After reading a news article about Vladimir Ashkenazi having to give up public piano performance due to arthritis, I began to wonder if there was any connection between the two. The question to ask is whether the piano has good or bad for your joints. Does it cause or prevent you from developing arthritis? My research has led me to some interesting conclusions.
The right way and the wrong way to play the piano: In fact, if you practice correctly, the piano does not really bite arthritis. When I was playing the piano myself when I was young, I can say that there is a wrong way and the correct way to play the piano. Have finger exercises before you start, such as "five-finger exercises" and others to do. These exercises can be used to warm up and help strengthen your fingers and make them more flexible.
Playing the piano in the right way can help with arthritis: When you play the piano, you must also position your wrist and hand in the right way. When you do this, you actually put the right pressure on your fingers and joints.

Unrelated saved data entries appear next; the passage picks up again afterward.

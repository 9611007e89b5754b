//! Document synchronization: keep the in-document discussion link current

use crate::config::RepoConfig;
use crate::error::Result;
use crate::git::GitBackend;
use crate::report::Reporter;
use crate::types::Session;
use regex::Regex;
use std::sync::LazyLock;

// Matches the accepted field forms:
//   *   **Discussion Channel**: <value>
//   **Discussion Channel**: <value>
//   **Discussion Channel** GitHub: <value>
static DISCUSSION_FIELD_RE: LazyLock<Regex> = LazyLock::new(|| {
    Regex::new(
        r"^(\*\s+\*\*Discussion Channel\*\*:\s*|\*\*Discussion Channel\*\*\s*:?\s*(?:GitHub:?\s*)?)(.*)$",
    )
    .expect("hardcoded pattern is valid")
});

static AUTHOR_FIELD_RE: LazyLock<Regex> = LazyLock::new(|| {
    Regex::new(r"^\*\s+\*\*Author\(s\)\*\*:").expect("hardcoded pattern is valid")
});

fn is_placeholder(value: &str) -> bool {
    value.contains("{link}") || value.contains("TBD") || value.contains("TODO")
}

/// Outcome of a link synchronization pass
#[derive(Debug, Clone, PartialEq, Eq)]
pub enum LinkSync {
    /// Content was rewritten with the link in place
    Updated(String),
    /// The field already holds a non-placeholder value; left untouched
    AlreadyLinked,
    /// No field and no author anchor to insert after; left unmodified
    MissingAnchor,
}

/// Idempotently set the discussion-link field in a proposal document
///
/// The first matching field line decides the outcome: a placeholder value is
/// replaced in place, a concrete value is preserved. When no field exists,
/// one is inserted after the author-list anchor.
pub fn apply_link(content: &str, url: &str) -> LinkSync {
    let lines: Vec<&str> = content.split('\n').collect();

    for (i, line) in lines.iter().enumerate() {
        if let Some(captures) = DISCUSSION_FIELD_RE.captures(line) {
            let prefix = captures.get(1).map_or("", |m| m.as_str());
            let value = captures.get(2).map_or("", |m| m.as_str());

            if !is_placeholder(value) {
                return LinkSync::AlreadyLinked;
            }

            let mut updated: Vec<String> = lines.iter().map(ToString::to_string).collect();
            updated[i] = format!("{prefix}{url}");
            return LinkSync::Updated(updated.join("\n"));
        }
    }

    // No field found; insert one after the author list
    for (i, line) in lines.iter().enumerate() {
        if AUTHOR_FIELD_RE.is_match(line) {
            let mut updated: Vec<String> = lines.iter().map(ToString::to_string).collect();
            updated.insert(i + 1, format!("*   **Discussion Channel**: {url}"));
            return LinkSync::Updated(updated.join("\n"));
        }
    }

    LinkSync::MissingAnchor
}

/// Synchronize the discussion link into the session's proposal document
///
/// Drafts read and write the working tree (post-rename); the caller stages
/// and amends. Numbered proposals read from the commit object and amend in
/// place only when the commit is the branch tip; otherwise the link is
/// deferred to the discussion body with a warning.
pub async fn sync_discussion_link(
    session: &mut Session,
    git: &dyn GitBackend,
    reporter: &dyn Reporter,
) -> Result<()> {
    if session.dry_run {
        reporter.info(&format!(
            "[dry run] Would update discussion link to {}",
            session.discussion_url
        ));
        return Ok(());
    }

    if session.is_draft() {
        let path = git.workdir().join(&session.renamed_path);
        let content = tokio::fs::read_to_string(&path).await?;

        match apply_link(&content, &session.discussion_url) {
            LinkSync::Updated(updated) => {
                tokio::fs::write(&path, updated).await?;
                reporter.success(&format!(
                    "Updated discussion link to {}",
                    session.discussion_url
                ));
            }
            LinkSync::AlreadyLinked => {
                reporter.info("Discussion link already set, leaving it untouched");
            }
            LinkSync::MissingAnchor => {
                reporter.warn("Could not find or add the discussion link field in the proposal");
            }
        }
        return Ok(());
    }

    // Numbered: the working tree may not match the target commit, so read
    // the committed content directly.
    let content = git
        .show_file(&session.commit_ref, &session.proposal_path)
        .await?;

    match apply_link(&content, &session.discussion_url) {
        LinkSync::Updated(updated) => {
            let head = git.resolve("HEAD").await?;
            if head == session.commit_hash {
                let path = git.workdir().join(&session.proposal_path);
                tokio::fs::write(&path, updated).await?;
                git.stage(&session.proposal_path).await?;
                git.amend().await?;
                // The target commit was replaced; later stages (content
                // publishing, review submission) must follow the amended
                // tip, not the original hash.
                session.commit_hash = git.resolve("HEAD").await?;
                session.commit_ref = "HEAD".to_string();
                reporter.success(&format!(
                    "Updated discussion link to {}",
                    session.discussion_url
                ));
            } else {
                reporter.warn(&format!(
                    "Cannot update discussion link in historical commit {}",
                    &session.commit_hash[..session.commit_hash.len().min(8)]
                ));
                reporter.info(
                    "The discussion link update will be included in the discussion content instead",
                );
            }
        }
        LinkSync::AlreadyLinked => {
            reporter.info("Discussion link already set, leaving it untouched");
        }
        LinkSync::MissingAnchor => {
            reporter.warn("Could not find or add the discussion link field in the proposal");
        }
    }

    Ok(())
}

static STALE_REFERENCE_RES: LazyLock<Vec<Regex>> = LazyLock::new(|| {
    [
        r"(?i)(discussion|github discussion|gh discussion):\s*(TBD|TODO|xxxx|\[TBD\]|\[TODO\])",
        r"(?i)(tracking issue|issue):\s*(TBD|TODO|xxxx|\[TBD\]|\[TODO\])",
        r"(?i)(discussion|github discussion|gh discussion):\s*#?\s*xxxx",
    ]
    .iter()
    .map(|p| Regex::new(p).expect("hardcoded pattern is valid"))
    .collect()
});

static BARE_PLACEHOLDER_RE: LazyLock<Regex> =
    LazyLock::new(|| Regex::new(r"(?i)\bxxxx\b").expect("hardcoded pattern is valid"));

/// Rewrite stale in-document references to the assigned discussion
///
/// Pure core of [`update_document_references`]; returns `None` when nothing
/// changes. Bare `xxxx` tokens are only replaced when the document contains
/// no `xxxx-` filename examples.
pub fn apply_reference_updates(content: &str, discussion_id: &str, url: &str) -> Option<String> {
    let mut updated = content.to_string();
    let replacement = format!("Discussion: {url}");

    for re in STALE_REFERENCE_RES.iter() {
        updated = re.replace_all(&updated, replacement.as_str()).into_owned();
    }

    if !content.contains("xxxx-") {
        updated = BARE_PLACEHOLDER_RE
            .replace_all(&updated, discussion_id)
            .into_owned();
    }

    if updated == content { None } else { Some(updated) }
}

/// Update stale discussion references in a freshly renamed draft
///
/// Only runs for drafts outside dry-run, and only when the target commit is
/// the branch tip (amending anything else would fold the edit into the wrong
/// commit). No-op when the document has nothing stale.
pub async fn update_document_references(
    session: &mut Session,
    git: &dyn GitBackend,
    config: &RepoConfig,
    reporter: &dyn Reporter,
) -> Result<()> {
    if !session.is_draft() || session.dry_run {
        return Ok(());
    }

    let head = git.resolve("HEAD").await?;
    if head != session.commit_hash {
        reporter.warn("Skipping document reference updates for historical commit");
        return Ok(());
    }

    reporter.info(&format!(
        "Updating document references to discussion #{}...",
        session.discussion_id
    ));

    let path = git.workdir().join(&session.renamed_path);
    let content = tokio::fs::read_to_string(&path).await?;

    let url = config.discussion_url(&session.discussion_id);
    match apply_reference_updates(&content, &session.discussion_id, &url) {
        Some(updated) => {
            tokio::fs::write(&path, updated).await?;
            git.stage(&session.renamed_path).await?;
            git.amend().await?;
            session.commit_hash = git.resolve("HEAD").await?;
            reporter.success(&format!(
                "Updated document references to discussion #{}",
                session.discussion_id
            ));
        }
        None => {
            reporter.info("No document references needed updating");
        }
    }

    Ok(())
}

This actually improves the blood circulation of the joints and helps resolve any joint problems.
If you have arthritis and you have to play for a certain amount of time every day, playing the piano does help you. But if you play for life like a pianist, you may have some problems. Piano play alone does not induce arthritis, but if you have problems, excessive joint movement can be very bad for other reasons.
In addition, when a concert pianist is working at full capacity, they must practice for up to 8 hours a day. Most of them are repeated phrases over and over again. This repeating pattern of the hand may be the strain on the joint. There is sufficient evidence that repeated movements of the joint may be a factor in arthritis. After a period of time, arthritis will crawl on the performer due to this pressure at the joints.
Surprisingly, you have not heard of arthritis often preventing pianists from taking their tracks. Given these facts, it seems that piano performance is actually good for your joints, although it may not always prevent this disease from being a good treatment for your joints and can help your hand with arthritis.
Orignal From: Playing the piano and arthritis - are they related?